Beberapa keterbatasan penting saat menafsirkan “pasangan mata uang dengan likuiditas rendah”:

  1. Likuiditas rendah bersifat berubah-ubah terhadap waktu. Suatu pasangan mungkin likuid pada satu saat dan tipis pada saat lain. Kesimpulan berdasarkan satu gambaran singkat mungkin tidak berlaku.
  2. Spread dan slippage dapat bergerak bersamaan. Ketika spread melebar, risiko slippage juga dapat meningkat, tetapi hubungannya tidak dijamin.
  3. Ukuran order dapat mendominasi. Bahkan jika pasangan “cukup” likuid, sebuah order tertentu bisa besar relatif terhadap kedalaman yang tersedia, mengubah eksekusi secara efektif menjadi peristiwa likuiditas rendah.
  4. Eksekusi dapat berubah dengan jenis order. Market order mencari pengisian segera; limit order mungkin tidak terisi jika harga bergerak menjauh lebih cepat daripada Anda bisa mendapatkan likuiditas yang cocok.
  5. Efek venue dapat mendominasi. Venue yang berbeda dapat menyajikan kuotasi yang berbeda dan perilaku pengisian yang berbeda. Apa yang Anda amati mungkin mencerminkan jalur eksekusi Anda, bukan hanya kondisi pasar.

Mode kegagalan utama adalah memperlakukan likuiditas rendah sebagai properti stabil yang menyiratkan hasil trading yang dapat diprediksi.

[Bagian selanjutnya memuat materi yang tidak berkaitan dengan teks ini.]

impl Cartridge {
    pub fn new(rom: Vec<u8>) -> Result<Self, CartridgeError> {
        let info = RomInfo::parse(&rom)?;
        let mbc = match info.mbc {
            MbcKind::None => MbcState::None,
            MbcKind::Mbc1 => MbcState::Mbc1 {
                rom_bank: 1,
                bank_hi: 0,
                ram_bank: 0,
                mode: false,
                ram_enable: false,
            },
            MbcKind::Mbc2 => MbcState::Mbc2 {
                rom_bank: 1,
                ram_enable: false,
            },
            MbcKind::Mbc3 => MbcState::Mbc3 {
                rom_bank: 1,
                ram_select: 0,
                ram_enable: false,
                latch_pending: false,
                rtc: info.has_timer.then(Rtc::new),
            },
            MbcKind::Mbc5 => MbcState::Mbc5 {
                rom_bank: 1,
                ram_bank: 0,
                ram_enable: false,
                rumble: false,
            },
        };
        debug!(
            "cartridge: {:?}, {} ROM banks, {} bytes RAM{}{}",
            info.mbc,
            info.rom_banks,
            info.ram_size,
            if info.has_battery { ", battery" } else { "" },
            if info.has_timer { ", timer" } else { "" },
        );
        Ok(Self {
            ram: vec![0; info.ram_size],
            rom,
            info,
            mbc,
        })
    }

    pub fn info(&self) -> &RomInfo {
        &self.info
    }

    pub fn has_battery(&self) -> bool {
        self.info.has_battery
    }

    /// Rumble motor line, driven by MBC5 RAM-bank writes on rumble carts.
    pub fn rumble_active(&self) -> bool {
        matches!(self.mbc, MbcState::Mbc5 { rumble: true, .. })
    }

    pub fn read(&self, addr: u16) -> u8 {
        match (&self.mbc, addr) {
            (MbcState::None, 0x0000..=0x7FFF) => {
                self.rom.get(addr as usize).copied().unwrap_or(0xFF)
            }
            (MbcState::None, 0xA000..=0xBFFF) => self.ram_byte(0, addr),

            (MbcState::Mbc1 { .. }, 0x0000..=0x3FFF) => self.rom_byte(0, addr),
            (MbcState::Mbc1 { rom_bank, bank_hi, .. }, 0x4000..=0x7FFF) => {
                self.rom_byte(((*bank_hi as usize) << 5) | *rom_bank as usize, addr)
            }
            (MbcState::Mbc1 { ram_enable: false, .. }, 0xA000..=0xBFFF) => 0xFF,
            (MbcState::Mbc1 { mode, ram_bank, .. }, 0xA000..=0xBFFF) => {
                self.ram_byte(if *mode { *ram_bank as usize } else { 0 }, addr)
            }

            (MbcState::Mbc2 { .. }, 0x0000..=0x3FFF) => self.rom_byte(0, addr),
            (MbcState::Mbc2 { rom_bank, .. }, 0x4000..=0x7FFF) => {
                self.rom_byte(*rom_bank as usize, addr)
            }
            (MbcState::Mbc2 { ram_enable: false, .. }, 0xA000..=0xBFFF) => 0xFF,
            (MbcState::Mbc2 { .. }, 0xA000..=0xBFFF) => {
                // 512 half-byte cells, mirrored across the window; the upper
                // nibble is not driven and reads as 1s.
                let cell = self.ram[addr as usize & 0x1FF];
                0xF0 | (cell & 0x0F)
            }

            (MbcState::Mbc3 { .. }, 0x0000..=0x3FFF) => self.rom_byte(0, addr),
            (MbcState::Mbc3 { rom_bank, .. }, 0x4000..=0x7FFF) => {
                self.rom_byte(*rom_bank as usize, addr)
            }
            (MbcState::Mbc3 { ram_enable: false, .. }, 0xA000..=0xBFFF) => 0xFF,
            (MbcState::Mbc3 { ram_select, rtc, .. }, 0xA000..=0xBFFF) => match *ram_select {
                0x00..=0x03 => self.ram_byte(*ram_select as usize, addr),
                0x08..=0x0C => rtc
                    .as_ref()
                    .map_or(0xFF, |r| r.read_register(*ram_select - 0x08)),
                _ => 0xFF,
            },

            (MbcState::Mbc5 { .. }, 0x0000..=0x3FFF) => self.rom_byte(0, addr),
            (MbcState::Mbc5 { rom_bank, .. }, 0x4000..=0x7FFF) => {
                self.rom_byte(*rom_bank as usize, addr)
            }
            (MbcState::Mbc5 { ram_enable: false, .. }, 0xA000..=0xBFFF) => 0xFF,
            (MbcState::Mbc5 { ram_bank, .. }, 0xA000..=0xBFFF) => {
                self.ram_byte(*ram_bank as usize, addr)
            }

            _ => 0xFF,
        }
    }

    pub fn write(&mut self, addr: u16, val: u8) {
        let rumble_cart = self.info.has_rumble;
        match (&mut self.mbc, addr) {
            (MbcState::None, _) => {}

            (MbcState::Mbc1 { ram_enable, .. }, 0x0000..=0x1FFF) => {
                *ram_enable = val & 0x0F == 0x0A;
            }
            (MbcState::Mbc1 { rom_bank, .. }, 0x2000..=0x3FFF) => {
                *rom_bank = (val & 0x1F).max(1);
            }
            (MbcState::Mbc1 { bank_hi, ram_bank, mode, .. }, 0x4000..=0x5FFF) => {
                // The banking mode decides which register this write feeds.
                if *mode {
                    *ram_bank = val & 0x03;
                } else {
                    *bank_hi = val & 0x03;
                }
            }
            (MbcState::Mbc1 { mode, .. }, 0x6000..=0x7FFF) => {
                *mode = val & 0x01 != 0;
            }
            (MbcState::Mbc1 { ram_enable: true, mode, ram_bank, .. }, 0xA000..=0xBFFF) => {
                let bank = if *mode { *ram_bank as usize } else { 0 };
                if let Some(idx) = ram_index(self.ram.len(), bank, addr) {
                    self.ram[idx] = val;
                }
            }
            (MbcState::Mbc1 { .. }, _) => {}

            (MbcState::Mbc2 { rom_bank, ram_enable }, 0x0000..=0x3FFF) => {
                // Address bit 8 picks the register: set selects the ROM bank,
                // clear the RAM gate.
                if addr & 0x0100 != 0 {
                    *rom_bank = (val & 0x0F).max(1);
                } else {
                    *ram_enable = val & 0x0F == 0x0A;
                }
            }
            (MbcState::Mbc2 { ram_enable: true, .. }, 0xA000..=0xBFFF) => {
                self.ram[addr as usize & 0x1FF] = val & 0x0F;
            }
            (MbcState::Mbc2 { .. }, _) => {}

            (MbcState::Mbc3 { ram_enable, .. }, 0x0000..=0x1FFF) => {
                *ram_enable = val & 0x0F == 0x0A;
            }
            (MbcState::Mbc3 { rom_bank, .. }, 0x2000..=0x3FFF) => {
                *rom_bank = (val & 0x7F).max(1);
            }
            (MbcState::Mbc3 { ram_select, .. }, 0x4000..=0x5FFF) => {
                *ram_select = val & 0x0F;
            }
            (MbcState::Mbc3 { latch_pending, rtc, .. }, 0x6000..=0x7FFF) => {
                if val == 0x00 {
                    *latch_pending = true;
                } else {
                    if val == 0x01
                        && *latch_pending
                        && let Some(rtc) = rtc.as_mut()
                    {
                        rtc.toggle_latch();
                    }
                    *latch_pending = false;
                }
            }
            (MbcState::Mbc3 { ram_enable: true, ram_select, rtc, .. }, 0xA000..=0xBFFF) => {
                match *ram_select {
                    0x00..=0x03 => {
                        if let Some(idx) =
                            ram_index(self.ram.len(), *ram_select as usize, addr)
                        {
                            self.ram[idx] = val;
                        }
                    }
                    0x08..=0x0C => {
                        if let Some(rtc) = rtc.as_mut() {
                            rtc.write_register(*ram_select - 0x08, val);
                        }
                    }
                    _ => {}
                }
            }
            (MbcState::Mbc3 { .. }, _) => {}

            (MbcState::Mbc5 { ram_enable, .. }, 0x0000..=0x1FFF) => {
                *ram_enable = val & 0x0F == 0x0A;
            }
            (MbcState::Mbc5 { rom_bank, .. }, 0x2000..=0x2FFF) => {
                *rom_bank = (*rom_bank & 0x100) | val as u16;
            }
            (MbcState::Mbc5 { rom_bank, .. }, 0x3000..=0x3FFF) => {
                *rom_bank = (*rom_bank & 0xFF) | (((val & 0x01) as u16) << 8);
            }
            (MbcState::Mbc5 { ram_bank, rumble, .. }, 0x4000..=0x5FFF) => {
                if rumble_cart {
                    *rumble = val & 0x08 != 0;
                    *ram_bank = val & 0x07;
                } else {
                    *ram_bank = val & 0x0F;
                }
            }
            (MbcState::Mbc5 { ram_enable: true, ram_bank, .. }, 0xA000..=0xBFFF) => {
                if let Some(idx) = ram_index(self.ram.len(), *ram_bank as usize, addr) {
                    self.ram[idx] = val;
                }
            }
            (MbcState::Mbc5 { .. }, _) => {}
        }
    }

    /// Advance the MBC3 clock by emulated cycles. No-op for other variants.
    pub fn step_rtc(&mut self, cycles: u64) {
        if let MbcState::Mbc3 { rtc: Some(rtc), .. } = &mut self.mbc {
            rtc.step(cycles);
        }
    }

    /// Battery-backed bytes: the RAM image, then the RTC trailer when the
    /// cartridge has a timer.
    pub fn save_bytes(&self) -> Vec<u8> {
        self.save_bytes_at(unix_now())
    }

    fn save_bytes_at(&self, now: u64) -> Vec<u8> {
        let mut out = self.ram.clone();
        if let MbcState::Mbc3 { rtc: Some(rtc), .. } = &self.mbc {
            out.extend_from_slice(&rtc.save_block(now));
        }
        out
    }

    /// Restore battery RAM and RTC state. Shape mismatches are logged and
    /// loaded best-effort; the RTC fast-forwards by the wall-clock seconds
    /// since the save was written.
    pub fn load_save_bytes(&mut self, bytes: &[u8]) {
        self.apply_save_bytes(bytes, unix_now());
    }

    fn apply_save_bytes(&mut self, bytes: &[u8], now: u64) {
        let expected =
            self.ram.len() + if self.info.has_timer { RTC_SAVE_LEN } else { 0 };
        if bytes.len() != expected {
            warn!(
                "save data is {} bytes, expected {}; loading best-effort",
                bytes.len(),
                expected
            );
        }
        let n = self.ram.len().min(bytes.len());
        let (ram_bytes, rest) = bytes.split_at(n);
        self.ram[..n].copy_from_slice(ram_bytes);
        if let MbcState::Mbc3 { rtc: Some(rtc), .. } = &mut self.mbc
            && rest.len() >= RTC_SAVE_LEN
        {
            rtc.load_save_block(&rest[..RTC_SAVE_LEN], now);
        }
    }

    fn rom_byte(&self, bank: usize, addr: u16) -> u8 {
        let bank = bank % self.info.rom_banks;
        self.rom
            .get(bank * ROM_BANK_SIZE + (addr as usize & 0x3FFF))
            .copied()
            .unwrap_or(0xFF)
    }

    fn ram_byte(&self, bank: usize, addr: u16) -> u8 {
        ram_index(self.ram.len(), bank, addr).map_or(0xFF, |idx| self.ram[idx])
    }
}

fn ram_index(ram_len: usize, bank: usize, addr: u16) -> Option<usize> {
    if ram_len == 0 {
        return None;
    }
    let banks = ram_len.div_ceil(RAM_BANK_SIZE).max(1);
    let idx = (bank % banks) * RAM_BANK_SIZE + (addr as usize - 0xA000);
    (idx < ram_len).then_some(idx)
}

fn unix_now() -> u64 {
    SystemTime::now()
        .duration_since(UNIX_EPOCH)
        .unwrap_or_default()
        .as_secs()
}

Dalam praktiknya, hal ini terutama mengubah bagaimana eksekusi berperilaku dan seberapa sensitif harga terhadap aliran order yang masuk.

Cara memverifikasi fakta secara independen (pertanyaan lanjutan)

Untuk memverifikasi fakta relevan tentang pasangan mata uang dengan likuiditas rendah secara independen, fokuslah pada perilaku eksekusi dan kuotasi yang dapat diamati, bukan pada prediksi:

  • Bandingkan spread yang dikuotasikan di berbagai waktu. Cari periode di mana selisih bid-ask secara konsisten melebar.
  • Bandingkan eksekusi yang dimaksudkan vs. yang direalisasikan. Ukur slippage sebagai selisih antara harga referensi Anda (kuotasi atau level yang dimaksudkan) dan pengisian aktual.
  • Periksa apakah kedalaman berubah di dekat harga terbaik. Jika tersedia, gunakan informasi order book atau kedalaman pasar untuk melihat seberapa banyak minat yang berada di dekat harga saat ini.
  • Ulangi dalam kondisi serupa. Jika Anda mengamati pola, ujilah untuk waktu, ukuran, dan jenis order yang berbeda untuk melihat apakah pola tersebut stabil.

Jika Anda tidak dapat memverifikasi elemen-elemen ini secara langsung, perlakukan klaim tentang “pasangan mata uang dengan likuiditas rendah” sebagai deskripsi lingkungan eksekusi, bukan sebagai perkiraan. Hal itu menjaga penjelasan tetap berlandaskan mekanisme dan memungkinkan Anda menguji apa yang sebenarnya berlaku untuk situasi Anda.

Perdagangan forex dan CFD memiliki risiko besar. Informasi FoxiForex bersifat edukatif dan bukan nasihat keuangan pribadi. Penempatan bersponsor diberi label dengan jelas.